しかし取材はしたものの、局内のハンセン病に対する優先度は低く、なかなか企画が通らない。オンエアのあてもないまま取材を続行していました。あのころは結構胃が痛い思いをしました。
98年7月に熊本地裁に提訴されたハンセン病患者による国家賠償請求の判決が、2001年5月11日に出ることになった。その直前の8日についにオンエアできました。わずか10分のワクでまとめるのに苦労しましたが、15%の高視聴率が取れました。数字が取れたことよりも、それだけ多くの人が関心をもってくれたことがうれしかったです。
取材の過程で、信頼できるテレビ朝日の記者にハンセン病のことを熱く話すと興味をもってくれて。その後、その記者も取材を始めて『ニューステーション』でハンセン病問題を取り上げてくれるようになったこともありがたかったですね。取り上げてくれる媒体が多いほど、目に触れる機会も増え、関心をもってくれる人も増えますから。

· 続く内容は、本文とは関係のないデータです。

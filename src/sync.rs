//! Diff-stream synchronization
//!
//! The depth stream is only consistent when chained onto a REST snapshot:
//! the first applicable diff must straddle the snapshot id
//! (`U <= lastUpdateId + 1 <= u`) and every later diff must extend the
//! book contiguously (`U == last_update_id + 1`). Diffs arriving before
//! the snapshot are buffered and drained once it lands; repeated gaps
//! force a fresh snapshot.

use crate::data::{DepthDiff, DepthSnapshot, SyncStats};
use std::collections::VecDeque;

/// Bound on the pre-snapshot diff buffer; oldest entries are dropped
const PENDING_BUFFER_CAPACITY: usize = 1_000;

/// Consecutive sequence gaps tolerated before a re-snapshot
const MAX_DESYNCS: u32 = 3;

/// Synchronizer state
#[derive(Debug, Clone, Copy, PartialEq, Eq)]
pub enum SyncState {
    /// No snapshot yet; incoming diffs are buffered
    Unsynced,
    /// Snapshot applied; waiting for the first diff that straddles it
    Buffering,
    /// Chained; diffs must be contiguous
    Synced,
}

/// What the caller should do with a diff it handed in
#[derive(Debug, Clone, PartialEq)]
pub enum DiffOutcome {
    /// Held back until a snapshot arrives
    Buffered,
    /// Stale or not yet bridging the snapshot; dropped
    Skipped,
    /// Extends the book; apply it
    Apply(DepthDiff),
    /// Too many gaps; clear the book and request a fresh snapshot
    ResyncRequired,
}

/// Result of draining the pending buffer against a new snapshot
#[derive(Debug, Clone, PartialEq)]
pub struct SnapshotDrain {
    /// Buffered diffs that chain onto the snapshot, in order
    pub applicable: Vec<DepthDiff>,
    /// A gap sequence inside the buffer already forced another resync
    pub resync_required: bool,
}

/// Sequencing state machine for the depth-diff stream
#[derive(Debug)]
pub struct StreamSynchronizer {
    state: SyncState,
    last_update_id: u64,
    desync_count: u32,
    pending: VecDeque<DepthDiff>,
    resyncs: u64,
}

impl StreamSynchronizer {
    pub fn new() -> Self {
        Self {
            state: SyncState::Unsynced,
            last_update_id: 0,
            desync_count: 0,
            pending: VecDeque::new(),
            resyncs: 0,
        }
    }

    pub fn state(&self) -> SyncState {
        self.state
    }

    pub fn is_synced(&self) -> bool {
        self.state == SyncState::Synced
    }

    pub fn stats(&self) -> SyncStats {
        SyncStats {
            synced: self.is_synced(),
            last_update_id: self.last_update_id,
            desync_count: self.desync_count,
        }
    }

    /// Total re-snapshots forced by gap sequences
    pub fn resyncs(&self) -> u64 {
        self.resyncs
    }

    /// Transport reconnected: discard everything and await a snapshot
    pub fn reset(&mut self) {
        self.state = SyncState::Unsynced;
        self.pending.clear();
        self.desync_count = 0;
    }

    /// Handle an incoming diff
    pub fn on_diff(&mut self, diff: DepthDiff) -> DiffOutcome {
        if self.state == SyncState::Unsynced {
            if self.pending.len() >= PENDING_BUFFER_CAPACITY {
                self.pending.pop_front();
            }
            self.pending.push_back(diff);
            return DiffOutcome::Buffered;
        }
        self.validate(diff)
    }

    /// Handle a snapshot: reset the chain anchor and drain the buffer
    pub fn on_snapshot(&mut self, snapshot: &DepthSnapshot) -> SnapshotDrain {
        self.last_update_id = snapshot.last_update_id;
        self.desync_count = 0;
        self.state = SyncState::Buffering;

        let buffered: Vec<DepthDiff> = self.pending.drain(..).collect();
        tracing::info!(
            last_update_id = self.last_update_id,
            buffered = buffered.len(),
            "Snapshot anchored, draining buffered diffs"
        );

        let mut applicable = Vec::new();
        for diff in buffered {
            match self.validate(diff) {
                DiffOutcome::Apply(d) => applicable.push(d),
                DiffOutcome::ResyncRequired => {
                    return SnapshotDrain {
                        applicable,
                        resync_required: true,
                    };
                }
                _ => {}
            }
        }

        SnapshotDrain {
            applicable,
            resync_required: false,
        }
    }

    fn validate(&mut self, diff: DepthDiff) -> DiffOutcome {
        match self.state {
            SyncState::Unsynced => DiffOutcome::Skipped,
            SyncState::Buffering => {
                let next = self.last_update_id + 1;
                if diff.first_update_id <= next && next <= diff.final_update_id {
                    tracing::info!(
                        first_update_id = diff.first_update_id,
                        final_update_id = diff.final_update_id,
                        "Order book sync established"
                    );
                    self.state = SyncState::Synced;
                    self.last_update_id = diff.final_update_id;
                    self.desync_count = 0;
                    DiffOutcome::Apply(diff)
                } else {
                    // Stale (u <= lastUpdateId) or not yet bridging
                    DiffOutcome::Skipped
                }
            }
            SyncState::Synced => {
                let expected = self.last_update_id + 1;
                if diff.first_update_id == expected {
                    self.desync_count = 0;
                    self.last_update_id = diff.final_update_id;
                    DiffOutcome::Apply(diff)
                } else {
                    self.desync_count += 1;
                    tracing::warn!(
                        expected,
                        got = diff.first_update_id,
                        desync_count = self.desync_count,
                        "Sequence gap in depth stream"
                    );

                    if self.desync_count >= MAX_DESYNCS {
                        tracing::error!("Repeated sequence gaps, re-snapshotting");
                        self.state = SyncState::Unsynced;
                        self.desync_count = 0;
                        self.pending.clear();
                        self.resyncs += 1;
                        DiffOutcome::ResyncRequired
                    } else {
                        // Tolerated gap: keep advancing so an isolated
                        // glitch does not stall the chain
                        self.last_update_id = diff.final_update_id;
                        DiffOutcome::Apply(diff)
                    }
                }
            }
        }
    }
}

impl Default for StreamSynchronizer {
    fn default() -> Self {
        Self::new()
    }
}

#[cfg(test)]
mod tests {
    use super::*;

    fn diff(first: u64, last: u64) -> DepthDiff {
        DepthDiff {
            first_update_id: first,
            final_update_id: last,
            bids: vec![],
            asks: vec![],
        }
    }

    fn snapshot(id: u64) -> DepthSnapshot {
        DepthSnapshot {
            last_update_id: id,
            bids: vec![],
            asks: vec![],
        }
    }

    #[test]
    fn test_snapshot_then_in_order_diff() {
        let mut sync = StreamSynchronizer::new();
        let drain = sync.on_snapshot(&snapshot(100));
        assert!(drain.applicable.is_empty());

        let outcome = sync.on_diff(diff(101, 103));
        assert_eq!(outcome, DiffOutcome::Apply(diff(101, 103)));
        assert!(sync.is_synced());
        assert_eq!(sync.stats().last_update_id, 103);
    }

    #[test]
    fn test_buffered_diffs_span_snapshot() {
        let mut sync = StreamSynchronizer::new();

        assert_eq!(sync.on_diff(diff(98, 99)), DiffOutcome::Buffered);
        assert_eq!(sync.on_diff(diff(100, 102)), DiffOutcome::Buffered);
        assert_eq!(sync.on_diff(diff(103, 104)), DiffOutcome::Buffered);

        let drain = sync.on_snapshot(&snapshot(101));
        assert!(!drain.resync_required);
        // First is stale, second straddles 102, third chains
        assert_eq!(drain.applicable, vec![diff(100, 102), diff(103, 104)]);
        assert!(sync.is_synced());
        assert_eq!(sync.stats().last_update_id, 104);
    }

    #[test]
    fn test_straddling_diff_establishes_sync() {
        let mut sync = StreamSynchronizer::new();
        sync.on_snapshot(&snapshot(101));

        // Stale diffs are skipped while waiting for the bridge
        assert_eq!(sync.on_diff(diff(98, 99)), DiffOutcome::Skipped);
        assert_eq!(sync.on_diff(diff(100, 101)), DiffOutcome::Skipped);
        assert!(!sync.is_synced());

        assert_eq!(sync.on_diff(diff(100, 102)), DiffOutcome::Apply(diff(100, 102)));
        assert!(sync.is_synced());
    }

    #[test]
    fn test_three_gaps_force_resync() {
        let mut sync = StreamSynchronizer::new();
        sync.on_snapshot(&snapshot(199));
        assert_eq!(sync.on_diff(diff(200, 200)), DiffOutcome::Apply(diff(200, 200)));

        // First two gaps are tolerated and applied
        assert_eq!(sync.on_diff(diff(205, 209)), DiffOutcome::Apply(diff(205, 209)));
        assert_eq!(sync.stats().desync_count, 1);
        assert_eq!(sync.on_diff(diff(214, 215)), DiffOutcome::Apply(diff(214, 215)));
        assert_eq!(sync.stats().desync_count, 2);

        // Third gap forces a re-snapshot
        assert_eq!(sync.on_diff(diff(220, 221)), DiffOutcome::ResyncRequired);
        assert!(!sync.is_synced());
        assert_eq!(sync.state(), SyncState::Unsynced);
        assert_eq!(sync.resyncs(), 1);
    }

    #[test]
    fn test_good_sequence_resets_desync_count() {
        let mut sync = StreamSynchronizer::new();
        sync.on_snapshot(&snapshot(99));
        sync.on_diff(diff(100, 100));

        sync.on_diff(diff(105, 106)); // gap 1
        sync.on_diff(diff(110, 111)); // gap 2
        assert_eq!(sync.stats().desync_count, 2);

        // Contiguous diff clears the count
        sync.on_diff(diff(112, 113));
        assert_eq!(sync.stats().desync_count, 0);
        assert!(sync.is_synced());
    }

    #[test]
    fn test_reset_discards_pending() {
        let mut sync = StreamSynchronizer::new();
        sync.on_diff(diff(1, 2));
        sync.on_diff(diff(3, 4));
        sync.reset();

        let drain = sync.on_snapshot(&snapshot(0));
        assert!(drain.applicable.is_empty());
    }

    #[test]
    fn test_pending_buffer_drops_oldest() {
        let mut sync = StreamSynchronizer::new();
        for i in 0..(PENDING_BUFFER_CAPACITY as u64 + 10) {
            sync.on_diff(diff(i + 1, i + 1));
        }
        assert_eq!(sync.pending.len(), PENDING_BUFFER_CAPACITY);
        // Oldest were dropped, newest survive
        assert_eq!(sync.pending.front().unwrap().first_update_id, 11);
    }
}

そして11日の判決では原告勝訴。その日にもう一本番組を制作してオンエアしました。その後も(政府の)控訴断念に向けて、世の中が盛り上がってくれたように思えました(※)。そして5月23日の控訴断念。「私がやってきたことは正しかった」と思えて、感激しました。あんなテーマに出会うことは二度とないでしょうね。
(※編集部注 ハンセン病国家賠償訴訟のこと。国による長年のハンセン病患者強制隔離政策に対し、元患者たちが損害賠償と謝罪を求めて訴訟を起こした。熊本地裁の判決は原告全面勝訴。それに対し、国は控訴を断念した)
この取材を通して、ひとりの人間として自立、成長させてもらいました。アナウンサーから報道記者になって何とかやってこれたのも、ハンセン病というテーマがあったおかげですから。国側の控訴断念の判決が出たときは、初めて「ひとつ、仕事をやりとげた」と思えました。